The Supine Position for Shoulder Arthroscopy

Chonlathan Iamsumang a,, Bancha Chernchujit b
PMCID: PMC5310144  PMID: 28224065

Abstract

Shoulder arthroscopy is traditionally performed with the patient in either the beach chair position or the lateral decubitus position. Each position has its advantages and disadvantages. The main topics for consideration include ease of surgery, view into the surgical field, risks to the patient, and economics of the setup. In the lateral decubitus position, it is inconvenient to work through the anterior portal and it is difficult to convert to an open procedure. In the beach chair position, it is difficult to manage the airway and cerebral oxygenation and the patient's head and the beach chair frame obstruct the insertion of a scope into the superior and posterior portals. This technical note presents the supine position for shoulder arthroscopic surgery. The supine position does not have the disadvantages of the traditional positions.
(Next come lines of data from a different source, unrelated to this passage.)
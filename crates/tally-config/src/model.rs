use serde::{Deserialize, Serialize};

/// Overrides [`Config::api_base_url`] when set.
pub const API_URL_ENV: &str = "TALLY_API_URL";

/// Client preferences persisted between runs.
#[derive(Debug, Clone, PartialEq, Serialize, Deserialize)]
pub struct Config {
    #[serde(default = "Config::default_api_base_url")]
    pub api_base_url: String,
    #[serde(default = "Config::default_request_timeout_secs")]
    pub request_timeout_secs: u64,
    #[serde(default = "Config::default_currency_symbol")]
    pub currency_symbol: String,
    #[serde(default = "Config::default_log_filter")]
    pub log_filter: String,
}

impl Default for Config {
    fn default() -> Self {
        Self {
            api_base_url: Self::default_api_base_url(),
            request_timeout_secs: Self::default_request_timeout_secs(),
            currency_symbol: Self::default_currency_symbol(),
            log_filter: Self::default_log_filter(),
        }
    }
}

impl Config {
    pub const KEYS: [&'static str; 4] = [
        "api_base_url",
        "request_timeout_secs",
        "currency_symbol",
        "log_filter",
    ];

    pub fn default_api_base_url() -> String {
        "http://localhost:8080/api".into()
    }

    pub fn default_request_timeout_secs() -> u64 {
        15
    }

    pub fn default_currency_symbol() -> String {
        "₹".into()
    }

    pub fn default_log_filter() -> String {
        "tally=info".into()
    }

    /// Applies environment overrides from the process environment.
    pub fn apply_env(&mut self) {
        self.apply_env_from(|key| std::env::var(key).ok());
    }

    pub fn apply_env_from(&mut self, lookup: impl Fn(&str) -> Option<String>) {
        if let Some(url) = lookup(API_URL_ENV).filter(|value| !value.trim().is_empty()) {
            self.api_base_url = url.trim().to_string();
        }
    }

    /// Current value of `key` rendered as text.
    pub fn get(&self, key: &str) -> Option<String> {
        match key {
            "api_base_url" => Some(self.api_base_url.clone()),
            "request_timeout_secs" => Some(self.request_timeout_secs.to_string()),
            "currency_symbol" => Some(self.currency_symbol.clone()),
            "log_filter" => Some(self.log_filter.clone()),
            _ => None,
        }
    }

    /// Updates one key from user input.
    pub fn set(&mut self, key: &str, value: &str) -> Result<(), crate::ConfigError> {
        let value = value.trim();
        let invalid = |reason: &str| crate::ConfigError::InvalidValue {
            key: key.to_string(),
            reason: reason.to_string(),
        };
        match key {
            "api_base_url" => {
                if !(value.starts_with("http://") || value.starts_with("https://")) {
                    return Err(invalid("expected an http:// or https:// URL"));
                }
                self.api_base_url = value.trim_end_matches('/').to_string();
            }
            "request_timeout_secs" => {
                let secs: u64 = value
                    .parse()
                    .map_err(|_| invalid("expected a whole number of seconds"))?;
                if secs == 0 {
                    return Err(invalid("timeout must be at least one second"));
                }
                self.request_timeout_secs = secs;
            }
            "currency_symbol" => {
                if value.is_empty() {
                    return Err(invalid("symbol cannot be empty"));
                }
                self.currency_symbol = value.to_string();
            }
            "log_filter" => {
                if value.is_empty() {
                    return Err(invalid("filter cannot be empty"));
                }
                self.log_filter = value.to_string();
            }
            other => return Err(crate::ConfigError::UnknownKey(other.to_string())),
        }
        Ok(())
    }
}

#[cfg(test)]
mod tests {
    use super::*;

    #[test]
    fn missing_fields_take_defaults() {
        let cfg: Config = serde_json::from_str(r#"{"currency_symbol":"$"}"#).unwrap();
        assert_eq!(cfg.currency_symbol, "$");
        assert_eq!(cfg.api_base_url, "http://localhost:8080/api");
        assert_eq!(cfg.request_timeout_secs, 15);
    }

    #[test]
    fn env_override_replaces_base_url() {
        let mut cfg = Config::default();
        cfg.apply_env_from(|key| (key == API_URL_ENV).then(|| "https://api.example.com".into()));
        assert_eq!(cfg.api_base_url, "https://api.example.com");

        cfg.apply_env_from(|_| Some("   ".into()));
        assert_eq!(cfg.api_base_url, "https://api.example.com");
    }

    #[test]
    fn set_validates_values() {
        let mut cfg = Config::default();
        cfg.set("request_timeout_secs", "30").unwrap();
        assert_eq!(cfg.get("request_timeout_secs").as_deref(), Some("30"));

        assert!(cfg.set("request_timeout_secs", "0").is_err());
        assert!(cfg.set("api_base_url", "ftp://nope").is_err());
        assert!(matches!(
            cfg.set("theme", "dark"),
            Err(crate::ConfigError::UnknownKey(_))
        ));
    }
}
use chrono::NaiveDate;
use criterion::{black_box, criterion_group, criterion_main, Criterion};
use tally_core::{aggregate, budget_usage};
use tally_domain::{Category, Expense};

fn build_categories(n: i64) -> Vec<Category> {
    (1..=n)
        .map(|id| Category::new(id, format!("Category {id}")).with_budget(500.0))
        .collect()
}

fn build_expenses(categories: &[Category], n: i64) -> Vec<Expense> {
    let day = NaiveDate::from_ymd_opt(2024, 5, 1).expect("date");
    (0..n)
        .map(|i| {
            let expense = Expense::new(i, format!("expense {i}"), (i % 97) as f64 + 0.5, day);
            // every seventh expense has lost its category
            if i % 7 == 0 {
                expense
            } else {
                expense.with_category(categories[(i as usize) % categories.len()].clone())
            }
        })
        .collect()
}

fn bench_aggregation(c: &mut Criterion) {
    let categories = build_categories(40);
    let expenses = build_expenses(&categories, 10_000);

    c.bench_function("aggregate_10k_expenses", |b| {
        b.iter(|| aggregate(black_box(&expenses)))
    });

    let summary = aggregate(&expenses);
    c.bench_function("budget_usage_40_categories", |b| {
        b.iter(|| budget_usage(black_box(&categories), black_box(&summary)))
    });
}

criterion_group!(benches, bench_aggregation);
criterion_main!(benches);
In addition, it is comparatively easy to set up and comfortable for the patient.


Shoulder arthroscopic surgery is traditionally performed in either the beach chair or the lateral decubitus position. Each position offers some advantages, disadvantages, and potential complications. In general, arthroscopic surgeons' preferences for patient positioning have been based on their training.

Shoulder arthroscopy was first introduced with the lateral decubitus position, which allows easier access to the glenohumeral joint space during the shoulder arthroscopic procedure. In the lateral decubitus position, the patient is stable and a static traction is applied in the directions of abduction and flexion of the shoulder. Generally, the arm to be operated is placed in the traction at approximately 25° to 45° abduction and 15° to 30° forward flexion.1, 2 This position is good for exposing the anterior, inferior, and posterior capsules. Both capsulolabral complex and superior lateral anterior posterior lesions can easily be repaired in the lateral position. The patient's head and the operating table do not obstruct access to the anterior and posterior shoulder. Arthroscopic bubbles float away from the subacromial space to the subdeltoid space and therefore do not block the surgeon's view of the operation. The lateral decubitus position has disadvantages such as the necessity to reach forwards and around for the anterior portals, the difficulty in converting to an open procedure, and patients not tolerating isolated regional anesthesia.2 This position requires a device for traction. The traction is associated with brachial plexus injury3, 4 and vascular complications.5, 6

The first report on the use of the beach chair position for arthroscopic shoulder procedures was in 1988 by Skyhar et al.7 The advantages of the beach chair position include presenting the anatomy in the anatomic upright position, minimizing disorientation, and facilitating easy conversion to an open procedure when necessary. With the patient in this position, it is possible to move the arm to be operated to a different position intraoperatively without the arm hanging in the way of the anterior portal.2, 7, 8 The disadvantages of the beach chair position include the need for an assistant or a special device to maintain the position of the arm and to provide traction to expose the subacromial and joint space. The patient's head and the beach chair frame obstruct the insertion of a scope into the superior and posterior portals. Anesthetists prefer not to operate in the sitting position because in this position it is difficult to manage the airway and cerebral oxygenation. In addition, there have been several reports of complications with the use of the beach chair position. Hypotensive and bradycardic conditions have been reported in patients undergoing shoulder arthroscopy in the beach chair position. Pohl and Cullen9 reported on 4 cases of neurovascular complications after both open and arthroscopic procedures were performed with patients in the semiupright position that resulted in the death of one patient and severe brain damage to 3 others. Cerebral ischemia,9, 10, 11, 12, 13 vision loss, and ophthalmoplegia14 have also been described.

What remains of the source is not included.